Summer office jobs and classes can be draining for the creative soul. In between looking at computer screens, readings, and reports, it may be refreshing to look at something with a little more color and depth than a laptop screensaver. Enter Philadelphia's array of art museums. This summer, the city will be home to amazing works from artists ranging from Van Gogh to local filmmakers. Adventure out and explore these four special exhibits that, like summer, won’t be here for long. 

Pat Steir: Silent Waterfalls at the Barnes Foundation

Pat Steir Silent Waterfalls: The Barnes Series, 2019. The Barnes Foundation, installation view. Image © The Barnes Foundation / Photo by J. Ramsdale.

Free with admission

Now until November 17th

Hanging in the Barnes’ Annenberg Court are 11 two–meter tall black paintings covered in stroked and flung white paint. In the first time since collector Albert Barnes commissioned his Matisse mural, Pat Steir has been invited to create these dramatic pieces specifically for the Barnes Foundation. Inspired by East Asian art and philosophy, Steir has been working on her iconic, abstract ‘waterfalls’ since the 1980s. With broad expressive paint strokes, she captures the movement of water and wind. Looking at the works, one can almost picture the performance that Steir carries out as she pours, strokes, and flings paint onto the canvas. On the tan walls of the museum, these monumental paintings bring life and energy to the whole space. 


Open Video Call 2019 at the Institute of Contemporary Art

'Memories from the Future' (2019), M. Asli Dukan (video)

Now through August 11th 

Free admission

Each year, the Institute of Contemporary Art presents a selection of new video works by Philadelphia-based artists and film–makers. This year’s Open Video call features the video ‘Memories from the Future’ created by M. Asli Dukan, digital–animation titled ‘The Last Subway” by Ziyang Wu and stop–motion animation titled ‘Black & Brown Sketch’ by Erlin Geffrard. A part of Penn’s campus since 1963, the ICA has operated to expose students to the latest happenings in the world of art. It is a non–collecting museum that has developed a reputation as one of the preeminent venues for contemporary art. On June 26th, the museum will also be having a rush screening for Open Call Video in which the first 10 submitted videos on that day will be shown. If you’re in town, make sure to not miss this free event (and free pizza too!).  

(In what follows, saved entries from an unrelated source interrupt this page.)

use lazy_static::lazy_static;
use regex::Regex;

use crate::lorry_run::{columns, route::RouteKey, RawRow};

lazy_static! {
    static ref POSTCODE_PREFIX: Regex = Regex::new(r"^\[.*?\]\s*").unwrap();
}

/// Removes a leading `[...]` tag, and the whitespace after it, from a stop label.
pub fn strip_postcode(label: &str) -> &str {
    match POSTCODE_PREFIX.find(label) {
        Some(m) => &label[m.end()..],
        None => label,
    }
}

/// One data row of the export, reduced to the fields the schedule needs.
#[derive(Debug, Clone, PartialEq, Eq)]
pub struct StopRecord {
    pub route: RouteKey,
    pub driver: String,
    pub name: String,
}

impl StopRecord {
    pub fn from_row(row: &RawRow) -> Self {
        Self {
            route: RouteKey::new(
                row.get(columns::ROUTE_PART_A),
                row.get(columns::ROUTE_PART_B),
            ),
            driver: row.get(columns::DRIVER_USERNAME).to_owned(),
            name: strip_postcode(row.get(columns::STOP_LABEL)).to_owned(),
        }
    }

    /// Summary lines in the export repeat the run title in the stop column.
    pub fn is_run_header(&self) -> bool {
        self.name.starts_with("Run:")
    }
}

#[cfg(test)]
mod tests {
    use super::*;

    fn row(cells: &[&str]) -> RawRow {
        RawRow::new(cells.iter().map(|c| c.to_string()).collect())
    }

    #[test]
    fn strips_bracketed_postcode() {
        assert_eq!(strip_postcode("[AB1 2CD] High Street"), "High Street");
        assert_eq!(strip_postcode("[LS1]High Street"), "High Street");
        assert_eq!(strip_postcode("[AB1 2CD]   \tHigh Street"), "High Street");
    }

    #[test]
    fn leaves_unbracketed_labels_alone() {
        assert_eq!(strip_postcode("High Street"), "High Street");
        assert_eq!(strip_postcode(" [AB1] High Street"), " [AB1] High Street");
        assert_eq!(strip_postcode("High [AB1] Street"), "High [AB1] Street");
        assert_eq!(strip_postcode("[unclosed High Street"), "[unclosed High Street");
    }

    #[test]
    fn stops_at_first_closing_bracket() {
        assert_eq!(strip_postcode("[A] [B] Yard"), "[B] Yard");
    }

    #[test]
    fn builds_record_from_positions() {
        let record = StopRecord::from_row(&row(&[
            "[BD1 1AA] Depot Road",
            "",
            "",
            "",
            "",
            "",
            "",
            "12",
            "3.0",
            "",
            "",
            "",
            "jsmith",
        ]));

        assert_eq!(record.name, "Depot Road");
        assert_eq!(record.driver, "jsmith");
        assert_eq!(record.route.name(), "Run 12 3:0");
        assert!(!record.is_run_header());
    }

    #[test]
    fn short_rows_read_missing_cells_as_empty() {
        let record = StopRecord::from_row(&row(&["Run: Summary"]));
        assert_eq!(record.driver, "");
        assert_eq!(record.route.name(), "Run  ");
        assert!(record.is_run_header());
    }
}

The Impressionist’s Eye at the Philadelphia Museum of Art

"Japanese Footbridge and the Water Lily Pool, Giverny," 1899, by Claude Monet. Oil on canvas, 35 1/8 × 36 3/4 inches. The Mr. and Mrs. Carroll S. Tyson, Jr., Collection, 1963. Image courtesy of Philadelphia Museum of Art, 2019.

Now until August 18, 2019

Free with admission

This exhibition brings together nearly 80 works of impressionism and post-impression together. Paintings, sculptures, drawings, and prints by Claude Monet, Vincent Van Gogh, Mary Cassatt and other beloved artists, are presented side–by–side. Together, these works of art form the innovative and untraditional world of impressionism, experimenting with light and movement to create images rich with blurry strokes and emotion. This 19th–century art movement, once ridiculed by conventional artists, has produced some of the most recognized pieces of art such as Claude Monet’s The Japanese Footbridge and the Waterlily Pool, Vincent Van Gogh’s Sunflowers and Degas’s Little Dancer sculpture. Now, these historic works can be seen in just one place.

Sara Berman’s Closet at the National Museum of Jewish History

Installation view of Sara Berman's Closet, on view at the National Museum of American Jewish History April 5 - September 2, 2019. Photos by Brian Kantorek for Pennoni Honors College, Drexel University

Now until September 2nd

Free with (and without) admission

Featuring an installation on the fifth floor of the National Museum of Jewish History and outside on the Museum’s Kimmel Plaza, Sara Berman’s Closet is a perfect spot to visit whether you’re just walking through Old City or enjoying a whole day at the museum. A re–creation of Sara Berman’s closet along with those of her daughter and grandson, artist Maira Kalman and curator Alex Kalman honor the stories that everyday items tell. The installation outside of the museum on Independence Hall parallels Sara’s story with those of the founding of the nation. Meanwhile inside, one can more deeply explore the meaning of immigration, independence, feminism and family.